**Supplied data:**
//! Error types shared across the interpreter stages.
//!
//! Parse-stage errors ([`LexError`], [`GroupError`]) are diagnostics: the
//! offending character or statement is skipped and interpretation goes on.
//! Execution-stage errors ([`ExecError`]) carry the continue/abort rule in
//! [`ExecError::is_fatal`].

use std::io;
use std::path::PathBuf;

use thiserror::Error;

/// An input character with no entry in the lexer table.
#[derive(Debug, Clone, PartialEq, Eq, Error)]
#[error("unknown symbol {ch:?} at offset {offset} (line {line})")]
pub struct LexError {
    pub ch: char,
    /// Character offset into the input.
    pub offset: usize,
    /// 1-based line number.
    pub line: usize,
}

/// A statement that could not be turned into a queue entry.
#[derive(Debug, Clone, PartialEq, Eq, Error)]
pub enum GroupError {
    #[error("line {line}: statement has no command name")]
    MissingCommand { line: usize },

    #[error("line {line}: undefined variable '{name}'")]
    UndefinedVariable { name: String, line: usize },

    #[error("line {line}: variable reference without a name")]
    EmptyVariableName { line: usize },

    #[error("line {line}: variable reference is missing its closing ')'")]
    UnclosedReference { line: usize },

    #[error("line {line}: unterminated quote")]
    UnterminatedQuote { line: usize },
}

impl GroupError {
    pub fn line(&self) -> usize {
        match self {
            GroupError::MissingCommand { line }
            | GroupError::UndefinedVariable { line, .. }
            | GroupError::EmptyVariableName { line }
            | GroupError::UnclosedReference { line }
            | GroupError::UnterminatedQuote { line } => *line,
        }
    }
}

/// Failure inside a command handler.
#[derive(Debug, Error)]
pub enum HandlerError {
    #[error("{command}: destination is not set (no sources given)")]
    NoSources { command: String },

    #[error("{command}: destination '{}' is not a directory, cannot place {count} sources into it", destination.display())]
    NotADirectory {
        command: String,
        destination: PathBuf,
        count: usize,
    },

    #[error("{command}: source not found: {}", path.display())]
    SourceMissing { command: String, path: PathBuf },

    #[error("{command}: '{}' and its destination are the same file", path.display())]
    SameFile { command: String, path: PathBuf },

    #[error("{command}: cannot place directory '{}' inside itself at '{}'", dir.display(), destination.display())]
    IntoItself {
        command: String,
        dir: PathBuf,
        destination: PathBuf,
    },

    #[error("build stage '{stage}' was interrupted: {reason}")]
    BuildInterrupted { stage: String, reason: String },

    #[error(transparent)]
    Script(#[from] ScriptError),

    #[error("{context}")]
    Io {
        context: String,
        #[source]
        source: io::Error,
    },
}

impl HandlerError {
    pub(crate) fn io(context: impl Into<String>, source: impl Into<io::Error>) -> Self {
        HandlerError::Io {
            context: context.into(),
            source: source.into(),
        }
    }
}

/// Error raised while executing a command queue.
#[derive(Debug, Error)]
pub enum ExecError {
    #[error("unresolved command '{command}' (entry {index}, line {line})")]
    UnknownCommand {
        index: usize,
        command: String,
        line: usize,
    },

    #[error("command '{command}' failed (entry {index}, line {line})")]
    Handler {
        index: usize,
        command: String,
        line: usize,
        #[source]
        source: HandlerError,
    },
}

impl ExecError {
    /// Whether execution must stop.
    ///
    /// A name missing from the registry only skips that entry; a handler
    /// failure may have left the filesystem half-mutated and ends the run.
    pub fn is_fatal(&self) -> bool {
        match self {
            ExecError::UnknownCommand { .. } => false,
            ExecError::Handler { .. } => true,
        }
    }

    /// Index of the queue entry that raised the error.
    pub fn index(&self) -> usize {
        match self {
            ExecError::UnknownCommand { index, .. } | ExecError::Handler { index, .. } => *index,
        }
    }
}

/// Failure of the script-execution harness itself.
#[derive(Debug, Error)]
pub enum ScriptError {
    #[error("no script for stage '{stage}'; searched: {}", display_paths(searched))]
    NotFound {
        stage: String,
        searched: Vec<PathBuf>,
    },

    #[error("no shell to run build scripts with")]
    Shell(#[from] which::Error),

    #[error("failed to run script '{}'", script.display())]
    Spawn {
        script: PathBuf,
        #[source]
        source: io::Error,
    },

    #[error("{context}")]
    Io {
        context: String,
        #[source]
        source: io::Error,
    },
}

fn display_paths(paths: &[PathBuf]) -> String {
    paths
        .iter()
        .map(|p| p.display().to_string())
        .collect::<Vec<_>>()
        .join(", ")
}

**Problem to work on:**
Transcribe the records above exactly, from the opening line down to and including the line with "use std::path::PathBuf;".

**Answer below:**
//! Error types shared across the interpreter stages.
//!
//! Parse-stage errors ([`LexError`], [`GroupError`]) are diagnostics: the
//! offending character or statement is skipped and interpretation goes on.
//! Execution-stage errors ([`ExecError`]) carry the continue/abort rule in
//! [`ExecError::is_fatal`].

use std::io;
use std::path::PathBuf;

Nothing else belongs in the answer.